(Collected data entries)
Start of Block

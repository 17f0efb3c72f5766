//! Completion statistics and leaderboards over a date range.

use std::{
    cmp::Ordering,
    collections::{HashMap, HashSet},
};

use chrono::NaiveDate;
use db::models::{
    check_in::{CheckIn, CheckInStatus},
    pact::Pact,
    pact_participant::PactParticipant,
    weekly_recap::{ParticipantRecap, RecapData},
};
use uuid::Uuid;

use super::obligation::{
    WeeklyAnchor, completion_rate, count_expected_obligations, participant_due_dates,
};

/// Score one participant over `[start, end]`.
///
/// Only check-ins that land on one of the participant's due dates count, so
/// successes never exceed expected obligations. The streak counts consecutive
/// successful due dates up to the last due date in the range.
pub fn participant_recap(
    pact: &Pact,
    participant: &PactParticipant,
    check_ins: &[CheckIn],
    start: NaiveDate,
    end: NaiveDate,
    anchor: WeeklyAnchor,
) -> ParticipantRecap {
    let mut succeeded: HashSet<NaiveDate> = HashSet::new();
    let mut folded: HashSet<NaiveDate> = HashSet::new();
    for check_in in check_ins
        .iter()
        .filter(|c| c.pact_id == pact.id && c.user_id == participant.user_id)
    {
        match check_in.status {
            CheckInStatus::Success => succeeded.insert(check_in.check_in_date),
            CheckInStatus::Fold => folded.insert(check_in.check_in_date),
        };
    }

    let mut expected = 0u32;
    let mut successes = 0u32;
    let mut folds = 0u32;
    let mut current_streak = 0u32;
    for date in participant_due_dates(pact, participant, start, end, anchor) {
        expected += 1;
        if succeeded.contains(&date) {
            successes += 1;
            current_streak += 1;
        } else {
            current_streak = 0;
        }
        if folded.contains(&date) {
            folds += 1;
        }
    }

    ParticipantRecap {
        user_id: participant.user_id,
        display_name: None,
        rank: 0,
        expected_obligations: expected,
        successes,
        folds,
        completion_rate: completion_rate(successes, expected),
        current_streak,
    }
}

fn leaderboard_order(a: &ParticipantRecap, b: &ParticipantRecap) -> Ordering {
    b.completion_rate
        .total_cmp(&a.completion_rate)
        .then_with(|| b.successes.cmp(&a.successes))
        .then_with(|| b.current_streak.cmp(&a.current_streak))
        .then_with(|| a.user_id.cmp(&b.user_id))
}

/// Sort best-first and assign competition ranks (1, 1, 3, ...).
/// Participants tie when completion rate and successes match.
pub fn rank_participants(recaps: &mut [ParticipantRecap]) {
    recaps.sort_by(leaderboard_order);

    let mut previous: Option<(f64, u32, u32)> = None;
    for (index, recap) in recaps.iter_mut().enumerate() {
        let rank = match previous {
            Some((rate, successes, rank))
                if rate == recap.completion_rate && successes == recap.successes =>
            {
                rank
            }
            _ => index as u32 + 1,
        };
        recap.rank = rank;
        previous = Some((recap.completion_rate, recap.successes, rank));
    }
}

/// Build the ranked recap of a pact for `[start, end]`
pub fn build_recap(
    pact: &Pact,
    participants: &[PactParticipant],
    check_ins: &[CheckIn],
    display_names: &HashMap<Uuid, String>,
    start: NaiveDate,
    end: NaiveDate,
    anchor: WeeklyAnchor,
) -> RecapData {
    let mut recaps: Vec<ParticipantRecap> = participants
        .iter()
        .map(|participant| {
            let mut recap = participant_recap(pact, participant, check_ins, start, end, anchor);
            recap.display_name = display_names.get(&participant.user_id).cloned();
            recap
        })
        .collect();
    rank_participants(&mut recaps);

    RecapData {
        pact_name: pact.name.clone(),
        week_start: start,
        week_end: end,
        expected_obligations: count_expected_obligations(pact, start, end, anchor),
        participants: recaps,
    }
}
//! Job entry points invoked by the external scheduler.

use axum::{
    Json, Router,
    extract::State,
    response::Json as ResponseJson,
    routing::post,
};
use chrono::NaiveDate;
use serde::Deserialize;
use services::services::{
    auto_fold::{AutoFoldService, AutoFoldSummary},
    check_in_reminder::{CheckInReminderService, ReminderSummary},
    weekly_recap::{RecapSummary, WeeklyRecapService},
};
use ts_rs::TS;
use utils::{
    calendar::{day_before, today_utc},
    response::ApiResponse,
};
use uuid::Uuid;

use crate::{AppState, error::ApiError};

#[derive(Debug, Default, Deserialize, TS)]
#[serde(rename_all = "camelCase")]
pub struct ReminderRequest {
    pub pact_id: Option<Uuid>,
}

#[derive(Debug, Default, Deserialize, TS)]
#[serde(rename_all = "camelCase")]
pub struct AutoFoldRequest {
    /// Defaults to yesterday (UTC)
    pub date: Option<NaiveDate>,
}

#[derive(Debug, Default, Deserialize, TS)]
#[serde(rename_all = "camelCase")]
pub struct WeeklyRecapRequest {
    /// Recap covers the seven days ending the day before this date. Defaults to today (UTC).
    pub date: Option<NaiveDate>,
    pub pact_id: Option<Uuid>,
}

/// Remind everyone who still owes today's check-in
pub async fn check_in_reminder(
    State(state): State<AppState>,
    body: Option<Json<ReminderRequest>>,
) -> Result<ResponseJson<ApiResponse<ReminderSummary>>, ApiError> {
    let Json(request) = body.unwrap_or_default();
    let summary = CheckInReminderService::run(
        &state.db.pool,
        state.notifier.as_ref(),
        today_utc(),
        request.pact_id,
        state.config.weekly_anchor,
    )
    .await?;
    Ok(ResponseJson(ApiResponse::success(summary)))
}

/// Fold every obligation missed on a past date
pub async fn missed_check_in_auto_fold(
    State(state): State<AppState>,
    body: Option<Json<AutoFoldRequest>>,
) -> Result<ResponseJson<ApiResponse<AutoFoldSummary>>, ApiError> {
    let Json(request) = body.unwrap_or_default();
    let today = today_utc();
    let date = request.date.unwrap_or_else(|| day_before(today));
    if date >= today {
        return Err(ApiError::BadRequest(format!(
            "cannot fold {date}: the day is not over yet"
        )));
    }

    let summary = AutoFoldService::run(&state.db.pool, date, state.config.weekly_anchor).await?;
    Ok(ResponseJson(ApiResponse::success(summary)))
}

/// Generate and store weekly recaps
pub async fn generate_weekly_recap(
    State(state): State<AppState>,
    body: Option<Json<WeeklyRecapRequest>>,
) -> Result<ResponseJson<ApiResponse<RecapSummary>>, ApiError> {
    let Json(request) = body.unwrap_or_default();
    let summary = WeeklyRecapService::run(
        &state.db.pool,
        request.date.unwrap_or_else(today_utc),
        request.pact_id,
        state.config.weekly_anchor,
    )
    .await?;
    Ok(ResponseJson(ApiResponse::success(summary)))
}

pub fn router() -> Router<AppState> {
    Router::new().nest(
        "/functions",
        Router::new()
            .route("/check-in-reminder", post(check_in_reminder))
            .route("/missed-check-in-auto-fold", post(missed_check_in_auto_fold))
            .route("/generate-weekly-recap", post(generate_weekly_recap)),
    )
}
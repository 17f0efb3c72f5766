use chrono::{DateTime, Utc};
use serde::{Deserialize, Serialize};
use sqlx::{Executor, FromRow, Sqlite, SqlitePool, Type};
use strum_macros::{Display, EnumString};
use ts_rs::TS;
use uuid::Uuid;

#[derive(
    Debug, Clone, Copy, Type, Serialize, Deserialize, PartialEq, Eq, TS, EnumString, Display, Default,
)]
#[sqlx(type_name = "roast_thread_status", rename_all = "lowercase")]
#[serde(rename_all = "lowercase")]
#[strum(serialize_all = "lowercase")]
pub enum RoastThreadStatus {
    #[default]
    Open,
    Closed,
}

/// Discussion thread opened against a fold
#[derive(Debug, Clone, FromRow, Serialize, Deserialize, TS)]
pub struct RoastThread {
    pub id: Uuid,
    pub check_in_id: Uuid,
    pub status: RoastThreadStatus,
    pub created_at: DateTime<Utc>,
}

impl RoastThread {
    pub async fn create<'e, E>(executor: E, check_in_id: Uuid) -> Result<Self, sqlx::Error>
    where
        E: Executor<'e, Database = Sqlite>,
    {
        let id = Uuid::new_v4();
        sqlx::query_as::<_, RoastThread>(
            r#"INSERT INTO roast_threads (id, check_in_id)
               VALUES ($1, $2)
               RETURNING id, check_in_id, status, created_at"#,
        )
        .bind(id)
        .bind(check_in_id)
        .fetch_one(executor)
        .await
    }

    pub async fn find_by_check_in_id(
        pool: &SqlitePool,
        check_in_id: Uuid,
    ) -> Result<Option<Self>, sqlx::Error> {
        sqlx::query_as::<_, RoastThread>(
            r#"SELECT id, check_in_id, status, created_at
               FROM roast_threads
               WHERE check_in_id = $1"#,
        )
        .bind(check_in_id)
        .fetch_optional(pool)
        .await
    }
}
#[cfg(test)]
pub(crate) mod tests {
    use chrono::Utc;
    use db::models::{
        check_in::CheckInStatus,
        pact::PactStatus,
        weekday_set::WeekdaySet,
    };

    use super::*;

    pub(crate) fn date(y: i32, m: u32, d: u32) -> NaiveDate {
        NaiveDate::from_ymd_opt(y, m, d).unwrap()
    }

    pub(crate) fn pact(frequency: PactFrequency, days: &[u8], pact_type: PactType) -> Pact {
        Pact {
            id: Uuid::new_v4(),
            group_id: Uuid::new_v4(),
            name: "Morning run".to_string(),
            frequency,
            frequency_days: WeekdaySet::new(days.iter().copied()),
            pact_type,
            roast_level: 2,
            start_date: date(2024, 1, 1), // Monday
            end_date: None,
            status: PactStatus::Active,
            created_by: Uuid::new_v4(),
            created_at: Utc::now(),
        }
    }

    pub(crate) fn participant(pact: &Pact, relay_days: Option<&[u8]>) -> PactParticipant {
        PactParticipant {
            id: Uuid::new_v4(),
            pact_id: pact.id,
            user_id: Uuid::new_v4(),
            relay_days: relay_days.map(|days| WeekdaySet::new(days.iter().copied())),
            joined_at: Utc::now(),
        }
    }

    pub(crate) fn check_in(
        pact: &Pact,
        participant: &PactParticipant,
        status: CheckInStatus,
        on: NaiveDate,
    ) -> CheckIn {
        CheckIn {
            id: Uuid::new_v4(),
            pact_id: pact.id,
            user_id: participant.user_id,
            status,
            excuse: None,
            proof_url: None,
            check_in_date: on,
            is_late: false,
            created_at: Utc::now(),
        }
    }

    fn roster(pact: &Pact, participants: &[PactParticipant]) -> HashMap<Uuid, Vec<PactParticipant>> {
        HashMap::from([(pact.id, participants.to_vec())])
    }

    #[test]
    fn test_daily_pact_due_every_day_in_window() {
        let mut daily = pact(PactFrequency::Daily, &[], PactType::Individual);
        daily.end_date = Some(date(2024, 1, 31));

        assert!(
            days_inclusive(date(2024, 1, 1), date(2024, 1, 31))
                .all(|day| is_pact_due(&daily, day, WeeklyAnchor::Sunday))
        );
        assert!(!is_pact_due(&daily, date(2023, 12, 31), WeeklyAnchor::Sunday));
        assert!(!is_pact_due(&daily, date(2024, 2, 1), WeeklyAnchor::Sunday));
    }

    #[test]
    fn test_custom_pact_due_on_configured_weekdays_only() {
        let custom = pact(PactFrequency::Custom, &[1, 3, 5], PactType::Individual);

        // Four weeks starting Monday 2024-01-01, crossing three week boundaries
        let due: Vec<NaiveDate> = days_inclusive(date(2024, 1, 1), date(2024, 1, 28))
            .filter(|day| is_pact_due(&custom, *day, WeeklyAnchor::Sunday))
            .collect();

        assert_eq!(due.len(), 12);
        assert!(due.iter().all(|day| matches!(
            day.weekday(),
            Weekday::Mon | Weekday::Wed | Weekday::Fri
        )));
        assert_eq!(due[0], date(2024, 1, 1));
        assert_eq!(due[3], date(2024, 1, 8));
    }

    #[test]
    fn test_custom_pact_without_days_is_never_due() {
        let custom = pact(PactFrequency::Custom, &[], PactType::Individual);
        assert_eq!(
            count_expected_obligations(&custom, date(2024, 1, 1), date(2024, 3, 1), WeeklyAnchor::Sunday),
            0
        );
    }

    #[test]
    fn test_weekly_pact_sunday_anchor() {
        let weekly = pact(PactFrequency::Weekly, &[], PactType::Group);
        // Started on a Monday, but the Sunday anchor ignores that
        assert!(!is_pact_due(&weekly, date(2024, 1, 1), WeeklyAnchor::Sunday));
        assert!(is_pact_due(&weekly, date(2024, 1, 7), WeeklyAnchor::Sunday));
        assert!(is_pact_due(&weekly, date(2024, 1, 14), WeeklyAnchor::Sunday));
    }

    #[test]
    fn test_weekly_pact_start_date_anchor() {
        let weekly = pact(PactFrequency::Weekly, &[], PactType::Group);
        assert!(is_pact_due(&weekly, date(2024, 1, 1), WeeklyAnchor::StartDate));
        assert!(is_pact_due(&weekly, date(2024, 1, 8), WeeklyAnchor::StartDate));
        assert!(!is_pact_due(&weekly, date(2024, 1, 7), WeeklyAnchor::StartDate));
    }

    #[test]
    fn test_relay_narrows_obligation_to_assigned_participant() {
        let relay = pact(PactFrequency::Daily, &[], PactType::Relay);
        let alice = participant(&relay, Some(&[1, 3, 5]));
        let bob = participant(&relay, Some(&[2, 4]));
        let monday = date(2024, 1, 8);

        assert!(is_participant_due(&relay, &alice, monday));
        assert!(!is_participant_due(&relay, &bob, monday));

        let by_pact = roster(&relay, &[alice.clone(), bob.clone()]);
        let pacts = vec![relay.clone()];
        let outstanding = resolve_outstanding(&pacts, &by_pact, &[], monday, WeeklyAnchor::Sunday);
        assert_eq!(outstanding.len(), 1);
        assert_eq!(outstanding[0].participant.user_id, alice.user_id);
    }

    #[test]
    fn test_relay_participant_without_days_never_due() {
        let relay = pact(PactFrequency::Daily, &[], PactType::Relay);
        let unassigned = participant(&relay, None);
        let empty = participant(&relay, Some(&[]));

        assert!(
            days_inclusive(date(2024, 1, 1), date(2024, 1, 7))
                .all(|day| !is_participant_due(&relay, &unassigned, day)
                    && !is_participant_due(&relay, &empty, day))
        );
    }

    #[test]
    fn test_relay_unclaimed_weekday_has_no_obligation() {
        let relay = pact(PactFrequency::Daily, &[], PactType::Relay);
        let alice = participant(&relay, Some(&[1]));
        let pacts = vec![relay.clone()];
        let by_pact = roster(&relay, &[alice]);

        // 2024-01-09 is a Tuesday; nobody holds the baton
        let outstanding =
            resolve_outstanding(&pacts, &by_pact, &[], date(2024, 1, 9), WeeklyAnchor::Sunday);
        assert!(outstanding.is_empty());
    }

    #[test]
    fn test_non_relay_pact_ignores_relay_days() {
        let group = pact(PactFrequency::Daily, &[], PactType::Group);
        let member = participant(&group, Some(&[1]));
        assert!(is_participant_due(&group, &member, date(2024, 1, 9)));
    }

    #[test]
    fn test_resolve_outstanding_end_to_end() {
        let custom = pact(PactFrequency::Custom, &[1, 3, 5], PactType::Individual);
        let alice = participant(&custom, None);
        let pacts = vec![custom.clone()];
        let by_pact = roster(&custom, &[alice.clone()]);
        let wednesday = date(2024, 1, 3);

        let outstanding = resolve_outstanding(&pacts, &by_pact, &[], wednesday, WeeklyAnchor::Sunday);
        assert_eq!(outstanding.len(), 1);
        assert_eq!(outstanding[0].pact.id, custom.id);
        assert_eq!(outstanding[0].participant.user_id, alice.user_id);

        let check_ins = vec![check_in(&custom, &alice, CheckInStatus::Success, wednesday)];
        let outstanding =
            resolve_outstanding(&pacts, &by_pact, &check_ins, wednesday, WeeklyAnchor::Sunday);
        assert!(outstanding.is_empty());
    }

    #[test]
    fn test_resolve_outstanding_is_idempotent_after_folds() {
        let daily = pact(PactFrequency::Daily, &[], PactType::Group);
        let members = vec![participant(&daily, None), participant(&daily, None)];
        let pacts = vec![daily.clone()];
        let by_pact = roster(&daily, &members);
        let yesterday = date(2024, 1, 10);

        let first = resolve_outstanding(&pacts, &by_pact, &[], yesterday, WeeklyAnchor::Sunday);
        assert_eq!(first.len(), 2);

        let folds: Vec<CheckIn> = first
            .iter()
            .map(|o| check_in(o.pact, o.participant, CheckInStatus::Fold, yesterday))
            .collect();
        let second = resolve_outstanding(&pacts, &by_pact, &folds, yesterday, WeeklyAnchor::Sunday);
        assert!(second.is_empty());
    }

    #[test]
    fn test_resolve_outstanding_ignores_other_dates_and_unknown_pacts() {
        let daily = pact(PactFrequency::Daily, &[], PactType::Individual);
        let other = pact(PactFrequency::Daily, &[], PactType::Individual);
        let alice = participant(&daily, None);
        let stranger = participant(&other, None);
        let pacts = vec![daily.clone()];
        let by_pact = roster(&daily, &[alice.clone()]);
        let today = date(2024, 1, 10);

        let check_ins = vec![
            check_in(&daily, &alice, CheckInStatus::Success, date(2024, 1, 9)),
            check_in(&other, &stranger, CheckInStatus::Success, today),
        ];
        let outstanding = resolve_outstanding(&pacts, &by_pact, &check_ins, today, WeeklyAnchor::Sunday);
        assert_eq!(outstanding.len(), 1);
        assert_eq!(outstanding[0].participant.user_id, alice.user_id);
    }

    #[test]
    fn test_resolve_outstanding_skips_pacts_not_due() {
        let custom = pact(PactFrequency::Custom, &[1], PactType::Individual);
        let alice = participant(&custom, None);
        let pacts = vec![custom.clone()];
        let by_pact = roster(&custom, &[alice]);

        let outstanding =
            resolve_outstanding(&pacts, &by_pact, &[], date(2024, 1, 2), WeeklyAnchor::Sunday);
        assert!(outstanding.is_empty());
    }

    #[test]
    fn test_window_counter_single_day_boundaries() {
        let mut daily = pact(PactFrequency::Daily, &[], PactType::Individual);
        daily.end_date = Some(date(2024, 1, 31));
        let anchor = WeeklyAnchor::Sunday;

        let inside = date(2024, 1, 15);
        assert_eq!(count_expected_obligations(&daily, inside, inside, anchor), 1);
        let start = date(2024, 1, 1);
        assert_eq!(count_expected_obligations(&daily, start, start, anchor), 1);
        let end = date(2024, 1, 31);
        assert_eq!(count_expected_obligations(&daily, end, end, anchor), 1);

        let before = date(2023, 12, 31);
        assert_eq!(count_expected_obligations(&daily, before, before, anchor), 0);
        let after = date(2024, 2, 1);
        assert_eq!(count_expected_obligations(&daily, after, after, anchor), 0);
    }

    #[test]
    fn test_window_counter_reversed_range_is_zero() {
        let daily = pact(PactFrequency::Daily, &[], PactType::Individual);
        assert_eq!(
            count_expected_obligations(&daily, date(2024, 1, 10), date(2024, 1, 5), WeeklyAnchor::Sunday),
            0
        );
    }

    #[test]
    fn test_window_counter_clamps_to_pact_window() {
        let mut daily = pact(PactFrequency::Daily, &[], PactType::Individual);
        daily.end_date = Some(date(2024, 1, 10));
        assert_eq!(
            count_expected_obligations(&daily, date(2023, 1, 1), date(2025, 1, 1), WeeklyAnchor::Sunday),
            10
        );
    }

    #[test]
    fn test_participant_obligations_follow_relay_turns() {
        let relay = pact(PactFrequency::Daily, &[], PactType::Relay);
        let alice = participant(&relay, Some(&[1, 3, 5]));
        let bob = participant(&relay, Some(&[2, 4]));
        let (start, end) = (date(2024, 1, 1), date(2024, 1, 14));

        assert_eq!(count_expected_obligations(&relay, start, end, WeeklyAnchor::Sunday), 14);
        assert_eq!(count_participant_obligations(&relay, &alice, start, end, WeeklyAnchor::Sunday), 6);
        assert_eq!(count_participant_obligations(&relay, &bob, start, end, WeeklyAnchor::Sunday), 4);
    }

    #[test]
    fn test_completion_rate_bounds() {
        assert_eq!(completion_rate(0, 0), 0.0);
        assert_eq!(completion_rate(3, 0), 0.0);
        assert_eq!(completion_rate(0, 4), 0.0);
        assert_eq!(completion_rate(2, 4), 0.5);
        assert_eq!(completion_rate(4, 4), 1.0);
        assert_eq!(completion_rate(5, 4), 1.0);

        for expected in 0..10u32 {
            for successes in 0..=expected {
                let rate = completion_rate(successes, expected);
                assert!((0.0..=1.0).contains(&rate));
            }
        }
    }

    #[test]
    fn test_weekly_anchor_parses_from_config_strings() {
        assert_eq!("sunday".parse::<WeeklyAnchor>().unwrap(), WeeklyAnchor::Sunday);
        assert_eq!("start_date".parse::<WeeklyAnchor>().unwrap(), WeeklyAnchor::StartDate);
        assert!("monday".parse::<WeeklyAnchor>().is_err());
    }
}
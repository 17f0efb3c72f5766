pub mod check_in;
pub mod pact;
pub mod pact_participant;
pub mod profile;
pub mod roast_thread;
pub mod weekday_set;
pub mod weekly_recap;
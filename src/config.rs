//! Run configuration, loaded from RON.
//!
//! Every field has a default, so an empty `()` file is a valid config.

use serde::{Deserialize, Serialize};
use std::path::{Path, PathBuf};
use thiserror::Error;

use crate::schema::style::{ImageSize, Style};

#[derive(Debug, Error)]
pub enum ConfigError {
    #[error("IO error: {0}")]
    Io(#[from] std::io::Error),
    #[error("RON deserialization error: {0}")]
    Ron(#[from] ron::error::SpannedError),
}

#[derive(Debug, Clone, PartialEq, Eq, Serialize, Deserialize)]
#[serde(default)]
pub struct StorybookConfig {
    pub style: Style,
    pub image_size: ImageSize,
    /// Write a narration script per page.
    pub narration: bool,
    pub output_dir: PathBuf,
    pub seed: u64,
    /// Theme file merged over the built-in themes.
    pub themes: Option<PathBuf>,
}

impl Default for StorybookConfig {
    fn default() -> Self {
        Self {
            style: Style::default(),
            image_size: ImageSize::default(),
            narration: true,
            output_dir: PathBuf::from("storybook_output"),
            seed: 0,
            themes: None,
        }
    }
}

impl StorybookConfig {
    pub fn load_from_ron(path: &Path) -> Result<StorybookConfig, ConfigError> {
        let contents = std::fs::read_to_string(path)?;
        Self::parse_ron(&contents)
    }

    pub fn parse_ron(input: &str) -> Result<StorybookConfig, ConfigError> {
        Ok(ron::from_str(input)?)
    }
}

End of Block

• EXERCISE DIRECTIONS: Which lines hold the word "impl"? Copy each of them from the records.

• ANSWER BOX:
impl RoastThread {
impl Default for StorybookConfig {
impl StorybookConfig {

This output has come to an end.